» **Records supplied**:

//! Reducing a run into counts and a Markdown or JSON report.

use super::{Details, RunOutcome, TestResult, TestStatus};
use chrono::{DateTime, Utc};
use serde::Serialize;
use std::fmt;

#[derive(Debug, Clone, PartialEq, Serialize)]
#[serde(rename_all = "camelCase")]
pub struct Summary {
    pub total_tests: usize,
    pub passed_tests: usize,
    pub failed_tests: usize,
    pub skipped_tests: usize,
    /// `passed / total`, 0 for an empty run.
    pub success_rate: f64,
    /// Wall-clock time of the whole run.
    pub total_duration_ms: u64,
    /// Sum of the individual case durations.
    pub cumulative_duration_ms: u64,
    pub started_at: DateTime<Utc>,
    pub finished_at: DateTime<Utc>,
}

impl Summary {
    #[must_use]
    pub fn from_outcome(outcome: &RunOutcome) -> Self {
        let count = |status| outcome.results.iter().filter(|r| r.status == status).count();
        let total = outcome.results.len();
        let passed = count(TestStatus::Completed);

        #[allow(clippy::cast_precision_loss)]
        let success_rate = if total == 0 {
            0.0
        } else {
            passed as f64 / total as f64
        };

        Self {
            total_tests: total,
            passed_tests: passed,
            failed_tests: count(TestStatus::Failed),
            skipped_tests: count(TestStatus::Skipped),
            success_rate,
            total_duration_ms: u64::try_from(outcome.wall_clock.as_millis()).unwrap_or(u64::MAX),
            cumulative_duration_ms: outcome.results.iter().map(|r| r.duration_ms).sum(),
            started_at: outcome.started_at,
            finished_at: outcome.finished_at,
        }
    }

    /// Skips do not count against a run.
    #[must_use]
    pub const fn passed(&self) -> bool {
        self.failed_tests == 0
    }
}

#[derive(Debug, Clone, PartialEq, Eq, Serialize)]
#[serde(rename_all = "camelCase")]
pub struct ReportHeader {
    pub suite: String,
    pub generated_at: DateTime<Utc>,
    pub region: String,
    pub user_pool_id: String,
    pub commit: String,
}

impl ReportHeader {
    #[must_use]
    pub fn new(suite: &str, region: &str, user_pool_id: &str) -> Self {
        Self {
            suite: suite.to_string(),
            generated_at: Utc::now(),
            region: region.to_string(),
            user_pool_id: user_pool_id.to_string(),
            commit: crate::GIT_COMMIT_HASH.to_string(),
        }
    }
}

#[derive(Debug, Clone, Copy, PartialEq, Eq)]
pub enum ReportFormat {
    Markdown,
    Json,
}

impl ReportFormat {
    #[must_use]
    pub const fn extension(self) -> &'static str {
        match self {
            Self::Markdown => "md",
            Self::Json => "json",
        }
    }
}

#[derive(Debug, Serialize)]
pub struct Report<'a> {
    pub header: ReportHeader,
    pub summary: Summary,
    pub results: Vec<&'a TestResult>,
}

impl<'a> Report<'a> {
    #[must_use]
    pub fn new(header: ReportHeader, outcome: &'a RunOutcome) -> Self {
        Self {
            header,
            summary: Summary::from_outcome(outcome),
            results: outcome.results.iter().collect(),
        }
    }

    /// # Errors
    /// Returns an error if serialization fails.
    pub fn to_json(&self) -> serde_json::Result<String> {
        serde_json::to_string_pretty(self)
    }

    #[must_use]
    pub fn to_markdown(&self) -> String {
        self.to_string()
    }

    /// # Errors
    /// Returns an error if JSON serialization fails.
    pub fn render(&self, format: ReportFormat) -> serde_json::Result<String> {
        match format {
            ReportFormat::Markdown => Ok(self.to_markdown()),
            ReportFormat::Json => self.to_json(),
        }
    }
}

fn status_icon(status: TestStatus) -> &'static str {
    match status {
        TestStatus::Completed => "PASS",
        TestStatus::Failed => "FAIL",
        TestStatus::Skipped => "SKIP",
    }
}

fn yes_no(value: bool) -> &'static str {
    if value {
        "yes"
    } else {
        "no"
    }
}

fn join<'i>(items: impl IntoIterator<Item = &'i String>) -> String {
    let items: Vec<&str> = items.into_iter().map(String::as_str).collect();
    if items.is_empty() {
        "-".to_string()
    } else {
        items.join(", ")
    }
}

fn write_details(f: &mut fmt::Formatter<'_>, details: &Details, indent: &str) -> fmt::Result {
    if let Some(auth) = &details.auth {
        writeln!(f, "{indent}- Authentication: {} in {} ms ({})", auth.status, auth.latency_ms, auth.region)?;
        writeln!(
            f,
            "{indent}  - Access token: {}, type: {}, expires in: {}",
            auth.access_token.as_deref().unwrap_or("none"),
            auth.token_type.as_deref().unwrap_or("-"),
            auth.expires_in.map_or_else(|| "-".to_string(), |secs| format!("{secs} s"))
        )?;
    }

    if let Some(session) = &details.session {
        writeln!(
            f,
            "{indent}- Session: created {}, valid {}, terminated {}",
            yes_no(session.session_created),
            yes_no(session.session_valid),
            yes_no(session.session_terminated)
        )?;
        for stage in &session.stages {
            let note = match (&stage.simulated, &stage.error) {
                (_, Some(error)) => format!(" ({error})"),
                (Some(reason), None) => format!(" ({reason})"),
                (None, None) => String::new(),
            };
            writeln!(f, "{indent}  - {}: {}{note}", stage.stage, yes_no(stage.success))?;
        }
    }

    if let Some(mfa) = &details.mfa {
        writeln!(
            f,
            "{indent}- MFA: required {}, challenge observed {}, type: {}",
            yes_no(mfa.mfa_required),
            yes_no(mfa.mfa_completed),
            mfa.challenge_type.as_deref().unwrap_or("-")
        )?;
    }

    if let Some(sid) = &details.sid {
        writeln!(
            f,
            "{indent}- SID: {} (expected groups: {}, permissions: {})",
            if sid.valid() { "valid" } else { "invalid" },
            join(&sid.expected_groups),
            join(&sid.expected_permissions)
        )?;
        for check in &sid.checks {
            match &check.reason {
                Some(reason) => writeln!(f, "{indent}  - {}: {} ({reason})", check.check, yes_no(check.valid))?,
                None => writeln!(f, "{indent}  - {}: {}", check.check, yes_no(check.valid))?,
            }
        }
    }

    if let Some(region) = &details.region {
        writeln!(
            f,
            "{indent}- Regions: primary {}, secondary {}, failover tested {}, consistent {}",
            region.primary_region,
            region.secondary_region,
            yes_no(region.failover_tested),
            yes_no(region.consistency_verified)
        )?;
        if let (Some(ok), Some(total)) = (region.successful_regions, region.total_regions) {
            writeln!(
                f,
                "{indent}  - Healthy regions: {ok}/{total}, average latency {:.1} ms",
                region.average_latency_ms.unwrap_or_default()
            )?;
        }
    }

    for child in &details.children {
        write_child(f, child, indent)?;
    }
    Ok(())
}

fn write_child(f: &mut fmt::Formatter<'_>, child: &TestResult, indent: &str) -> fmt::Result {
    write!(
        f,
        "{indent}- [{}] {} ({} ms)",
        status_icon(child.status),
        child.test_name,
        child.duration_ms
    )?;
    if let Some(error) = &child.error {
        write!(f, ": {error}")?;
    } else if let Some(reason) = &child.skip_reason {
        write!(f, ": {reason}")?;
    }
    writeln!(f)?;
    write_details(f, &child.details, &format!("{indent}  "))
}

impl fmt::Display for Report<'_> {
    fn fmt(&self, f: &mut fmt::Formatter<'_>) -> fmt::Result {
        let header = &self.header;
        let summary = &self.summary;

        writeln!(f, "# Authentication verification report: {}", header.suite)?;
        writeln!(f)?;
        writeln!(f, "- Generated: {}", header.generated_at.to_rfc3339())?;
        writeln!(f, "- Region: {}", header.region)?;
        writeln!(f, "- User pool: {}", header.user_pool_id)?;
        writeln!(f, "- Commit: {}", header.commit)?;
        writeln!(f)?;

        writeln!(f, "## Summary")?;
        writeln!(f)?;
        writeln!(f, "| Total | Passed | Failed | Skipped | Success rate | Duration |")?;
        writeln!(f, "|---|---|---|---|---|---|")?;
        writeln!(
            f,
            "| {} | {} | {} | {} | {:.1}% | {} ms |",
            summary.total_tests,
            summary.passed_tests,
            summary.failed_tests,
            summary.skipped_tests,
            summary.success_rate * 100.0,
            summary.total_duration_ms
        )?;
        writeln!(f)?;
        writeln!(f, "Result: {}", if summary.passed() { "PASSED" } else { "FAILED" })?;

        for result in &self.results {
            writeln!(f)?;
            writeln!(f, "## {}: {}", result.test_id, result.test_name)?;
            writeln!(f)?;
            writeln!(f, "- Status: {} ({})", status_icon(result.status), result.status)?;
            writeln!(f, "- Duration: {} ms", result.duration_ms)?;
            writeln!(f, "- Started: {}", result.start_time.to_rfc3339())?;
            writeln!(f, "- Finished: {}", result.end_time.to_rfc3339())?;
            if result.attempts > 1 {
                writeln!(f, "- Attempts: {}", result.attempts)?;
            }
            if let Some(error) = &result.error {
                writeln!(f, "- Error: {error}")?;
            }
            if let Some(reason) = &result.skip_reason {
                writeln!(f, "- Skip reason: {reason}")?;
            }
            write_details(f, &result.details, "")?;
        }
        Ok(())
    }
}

» **Action item**: From the first line of the records above to the line that contains "pub struct Summary", quote each line exactly.

» **Answer for this exercise**:
//! Reducing a run into counts and a Markdown or JSON report.

use super::{Details, RunOutcome, TestResult, TestStatus};
use chrono::{DateTime, Utc};
use serde::Serialize;
use std::fmt;

#[derive(Debug, Clone, PartialEq, Serialize)]
#[serde(rename_all = "camelCase")]
pub struct Summary {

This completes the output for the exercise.